WHAT THE TASK ASKS:
Going line by line through the listing, how many lines hold "given"? State nothing but the number.

(DATA TO PROCESS Opens)

//! Compression parameters and their validation.
//!
//! [`CompressParams`] is what callers fill in. [`InitParams`] is the
//! validated, normalized form the compressor is built from; it is produced
//! once per compressor lifetime by [`InitParams::from_params`].

use crate::error::{LzhamError, Result};
use crate::tables::{
    DEFAULT_BEST_ARRIVALS, DEFAULT_TABLE_UPDATE_RATE, FASTEST_TABLE_UPDATE_RATE, LEVEL_SETTINGS,
    MAX_BEST_ARRIVALS, MAX_DICT_SIZE_LOG2, MAX_FAST_BYTES, MAX_HELPER_THREADS, MIN_DICT_SIZE_LOG2,
    MAX_TABLE_UPDATE_INTERVAL, MAX_TABLE_UPDATE_SLOW_RATE, MIN_FAST_BYTES, TABLE_UPDATE_SETTINGS,
};
use tracing::debug;

/// Compression level.
#[derive(Debug, Clone, Copy, PartialEq, Eq, PartialOrd, Ord, Hash, Default)]
#[cfg_attr(feature = "serde", derive(serde::Serialize, serde::Deserialize))]
#[repr(u32)]
pub enum CompressLevel {
    /// Minimal search, no length-2 matches.
    Fastest = 0,
    /// Light search.
    Faster = 1,
    /// Balanced.
    #[default]
    Default = 2,
    /// Deeper search.
    Better = 3,
    /// Deepest search; enables extreme parsing when requested.
    Uber = 4,
}

impl CompressLevel {
    /// Number of levels.
    pub const COUNT: usize = 5;

    /// All levels from fastest to slowest.
    pub const ALL: [Self; Self::COUNT] = [
        Self::Fastest,
        Self::Faster,
        Self::Default,
        Self::Better,
        Self::Uber,
    ];

    /// Index into the per-level tuning table.
    pub fn index(self) -> usize {
        self as usize
    }

    /// Level hint stored in the two top bits of the zlib FLG byte.
    pub fn zlib_level_hint(self) -> u8 {
        match self {
            Self::Fastest => 0,
            Self::Faster => 1,
            Self::Default | Self::Better => 2,
            Self::Uber => 3,
        }
    }
}

impl TryFrom<u32> for CompressLevel {
    type Error = LzhamError;

    fn try_from(value: u32) -> Result<Self> {
        Self::ALL
            .get(value as usize)
            .copied()
            .ok_or_else(|| LzhamError::invalid_parameter(format!("unknown compression level {value}")))
    }
}

/// Compression flags.
#[derive(Debug, Clone, Copy, PartialEq, Eq, Hash, Default)]
#[cfg_attr(feature = "serde", derive(serde::Serialize, serde::Deserialize))]
#[cfg_attr(feature = "serde", serde(transparent))]
pub struct CompressFlags(u32);

impl CompressFlags {
    /// No flags.
    pub const NONE: Self = Self(0);
    /// Use the extreme parser settings (highest level only).
    pub const EXTREME_PARSING: Self = Self(2);
    /// Output must not depend on scheduling.
    pub const DETERMINISTIC_PARSING: Self = Self(4);
    /// Restart Huffman update cadence every block, trading decode speed for ratio.
    pub const TRADEOFF_DECOMPRESSION_RATE_FOR_RATIO: Self = Self(16);
    /// Frame the stream with a zlib header.
    pub const WRITE_ZLIB_STREAM: Self = Self(32);
    /// Never use helper threads.
    pub const FORCE_SINGLE_THREADED_PARSING: Self = Self(64);
    /// Use the 16-bit hash even at higher levels.
    pub const USE_LOW_MEMORY_MATCH_FINDER: Self = Self(128);

    /// Flags from raw bits.
    pub const fn from_bits(bits: u32) -> Self {
        Self(bits)
    }

    /// Raw bit value.
    pub const fn bits(self) -> u32 {
        self.0
    }

    /// Whether every bit of `other` is set.
    pub const fn contains(self, other: Self) -> bool {
        self.0 & other.0 == other.0
    }
}

impl std::ops::BitOr for CompressFlags {
    type Output = Self;

    fn bitor(self, rhs: Self) -> Self {
        Self(self.0 | rhs.0)
    }
}

impl std::ops::BitOrAssign for CompressFlags {
    fn bitor_assign(&mut self, rhs: Self) {
        self.0 |= rhs.0;
    }
}

/// Caller-facing compression parameters.
///
/// Zero in any of the advanced fields means "use the default".
#[derive(Debug, Clone, PartialEq, Eq)]
#[cfg_attr(feature = "serde", derive(serde::Serialize, serde::Deserialize))]
#[cfg_attr(feature = "serde", serde(default))]
pub struct CompressParams {
    /// log2 of the dictionary size.
    pub dict_size_log2: u32,
    /// Compression level.
    pub level: CompressLevel,
    /// 0 for the default, otherwise 1 (best ratio) to 20 (fastest decode).
    pub table_update_rate: u32,
    /// Requested helper threads, -1 for "as many as practical".
    pub max_helper_threads: i32,
    /// Compression flags.
    pub compress_flags: CompressFlags,
    /// Number of seed bytes taken from `seed_bytes`.
    pub num_seed_bytes: u32,
    /// Seed dictionary for delta compression.
    pub seed_bytes: Option<Vec<u8>>,
    /// Overrides `table_update_rate` when this or the slow rate is nonzero.
    pub table_max_update_interval: u32,
    /// Interval growth factor scaled by 32; see `table_max_update_interval`.
    pub table_update_interval_slow_rate: u32,
    /// Parse-graph width for extreme parsing (0 for the default).
    pub extreme_parsing_max_best_arrivals: u32,
    /// Fast-bytes override (0 for the level default).
    pub fast_bytes: u32,
}

impl CompressParams {
    /// Parameters with the given dictionary size and level, everything else default.
    pub fn new(dict_size_log2: u32, level: CompressLevel) -> Self {
        Self {
            dict_size_log2,
            level,
            ..Self::default()
        }
    }

    /// Set the seed dictionary.
    pub fn with_seed_bytes(mut self, seed: impl Into<Vec<u8>>) -> Self {
        let seed = seed.into();
        self.num_seed_bytes = seed.len() as u32;
        self.seed_bytes = Some(seed);
        self
    }

    /// Add compression flags.
    pub fn with_flags(mut self, flags: CompressFlags) -> Self {
        self.compress_flags |= flags;
        self
    }
}

impl Default for CompressParams {
    fn default() -> Self {
        Self {
            dict_size_log2: 20,
            level: CompressLevel::Default,
            table_update_rate: 0,
            max_helper_threads: 0,
            compress_flags: CompressFlags::NONE,
            num_seed_bytes: 0,
            seed_bytes: None,
            table_max_update_interval: 0,
            table_update_interval_slow_rate: 0,
            extreme_parsing_max_best_arrivals: 0,
            fast_bytes: 0,
        }
    }
}

/// Validated compressor parameters.
#[derive(Debug, Clone, PartialEq, Eq)]
pub struct InitParams {
    /// log2 of the dictionary size.
    pub dict_size_log2: u32,
    /// Compression level.
    pub compression_level: CompressLevel,
    /// Helper threads after clamping; the compressor forces this to 0.
    pub max_helper_threads: u32,
    /// Seed dictionary (exactly `num_seed_bytes` long, empty when unused).
    pub seed_bytes: Vec<u8>,
    /// Compression flags.
    pub compress_flags: CompressFlags,
    /// Resolved Huffman max update interval.
    pub table_max_update_interval: u32,
    /// Resolved Huffman update slow rate.
    pub table_update_interval_slow_rate: u32,
    /// Parse-graph width, in `[2, 8]`.
    pub extreme_parsing_max_best_arrivals: u32,
    /// Fast-bytes override, 0 when the level decides.
    pub fast_bytes_override: u32,
}

impl InitParams {
    /// Validate caller parameters and derive the internal settings.
    pub fn from_params(params: &CompressParams) -> Result<Self> {
        validate_dict_size_log2(params.dict_size_log2)?;

        if params.extreme_parsing_max_best_arrivals > MAX_BEST_ARRIVALS {
            return Err(LzhamError::invalid_parameter(format!(
                "extreme_parsing_max_best_arrivals {} exceeds {MAX_BEST_ARRIVALS}",
                params.extreme_parsing_max_best_arrivals
            )));
        }
        let extreme_parsing_max_best_arrivals = if params.extreme_parsing_max_best_arrivals <= 1 {
            DEFAULT_BEST_ARRIVALS
        } else {
            params.extreme_parsing_max_best_arrivals
        };

        let fast_bytes_override = if params.fast_bytes > 0 {
            params.fast_bytes.clamp(MIN_FAST_BYTES, MAX_FAST_BYTES)
        } else {
            0
        };

        let max_helper_threads = params.max_helper_threads.clamp(0, MAX_HELPER_THREADS) as u32;

        let seed_bytes = if params.num_seed_bytes > 0 {
            let dict_size = 1u64 << params.dict_size_log2;
            let seed = params.seed_bytes.as_deref().ok_or_else(|| {
                LzhamError::invalid_parameter("num_seed_bytes is set but no seed buffer was given")
            })?;
            if params.num_seed_bytes as u64 > dict_size {
                return Err(LzhamError::invalid_parameter(format!(
                    "{} seed bytes exceed the {dict_size} byte dictionary",
                    params.num_seed_bytes
                )));
            }
            let count = params.num_seed_bytes as usize;
            if seed.len() < count {
                return Err(LzhamError::invalid_parameter(format!(
                    "seed buffer holds {} bytes, {count} declared",
                    seed.len()
                )));
            }
            seed[..count].to_vec()
        } else {
            Vec::new()
        };

        if params.table_max_update_interval > MAX_TABLE_UPDATE_INTERVAL {
            return Err(LzhamError::invalid_parameter(format!(
                "table_max_update_interval {} exceeds {MAX_TABLE_UPDATE_INTERVAL}",
                params.table_max_update_interval
            )));
        }
        if params.table_update_interval_slow_rate > MAX_TABLE_UPDATE_SLOW_RATE {
            return Err(LzhamError::invalid_parameter(format!(
                "table_update_interval_slow_rate {} exceeds {MAX_TABLE_UPDATE_SLOW_RATE}",
                params.table_update_interval_slow_rate
            )));
        }

        let (table_max_update_interval, table_update_interval_slow_rate) =
            if params.table_max_update_interval > 0 || params.table_update_interval_slow_rate > 0 {
                (
                    params.table_max_update_interval,
                    params.table_update_interval_slow_rate,
                )
            } else {
                let rate = if params.table_update_rate == 0 {
                    DEFAULT_TABLE_UPDATE_RATE
                } else {
                    params.table_update_rate
                };
                let index = (rate.clamp(1, FASTEST_TABLE_UPDATE_RATE) - 1) as usize;
                let settings = TABLE_UPDATE_SETTINGS[index];
                (
                    settings.max_update_interval as u32,
                    settings.slow_rate as u32,
                )
            };

        debug!(
            dict_size_log2 = params.dict_size_log2,
            level = ?params.level,
            table_max_update_interval,
            table_update_interval_slow_rate,
            seed_bytes = seed_bytes.len(),
            "validated compression parameters"
        );

        Ok(Self {
            dict_size_log2: params.dict_size_log2,
            compression_level: params.level,
            max_helper_threads,
            seed_bytes,
            compress_flags: params.compress_flags,
            table_max_update_interval,
            table_update_interval_slow_rate,
            extreme_parsing_max_best_arrivals,
            fast_bytes_override,
        })
    }

    /// Dictionary size in bytes.
    pub fn dict_size(&self) -> u32 {
        1 << self.dict_size_log2
    }

    /// Whether extreme parsing is in effect (requested and at the highest level).
    pub fn extreme_parsing(&self) -> bool {
        self.compress_flags.contains(CompressFlags::EXTREME_PARSING)
            && self.compression_level == CompressLevel::Uber
    }

    /// Fast bytes the parser uses.
    pub fn fast_bytes(&self) -> u32 {
        if self.fast_bytes_override > 0 {
            self.fast_bytes_override
        } else if self.extreme_parsing() {
            crate::tables::EXTREME_PARSING_FAST_BYTES
        } else {
            LEVEL_SETTINGS[self.compression_level.index()].fast_bytes
        }
    }
}

/// Reject dictionary sizes outside the supported range.
pub fn validate_dict_size_log2(dict_size_log2: u32) -> Result<()> {
    if (MIN_DICT_SIZE_LOG2..=MAX_DICT_SIZE_LOG2).contains(&dict_size_log2) {
        Ok(())
    } else {
        Err(LzhamError::InvalidDictSizeLog2(dict_size_log2))
    }
}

(DATA TO PROCESS Closes)

WRITTEN SOLUTION:
2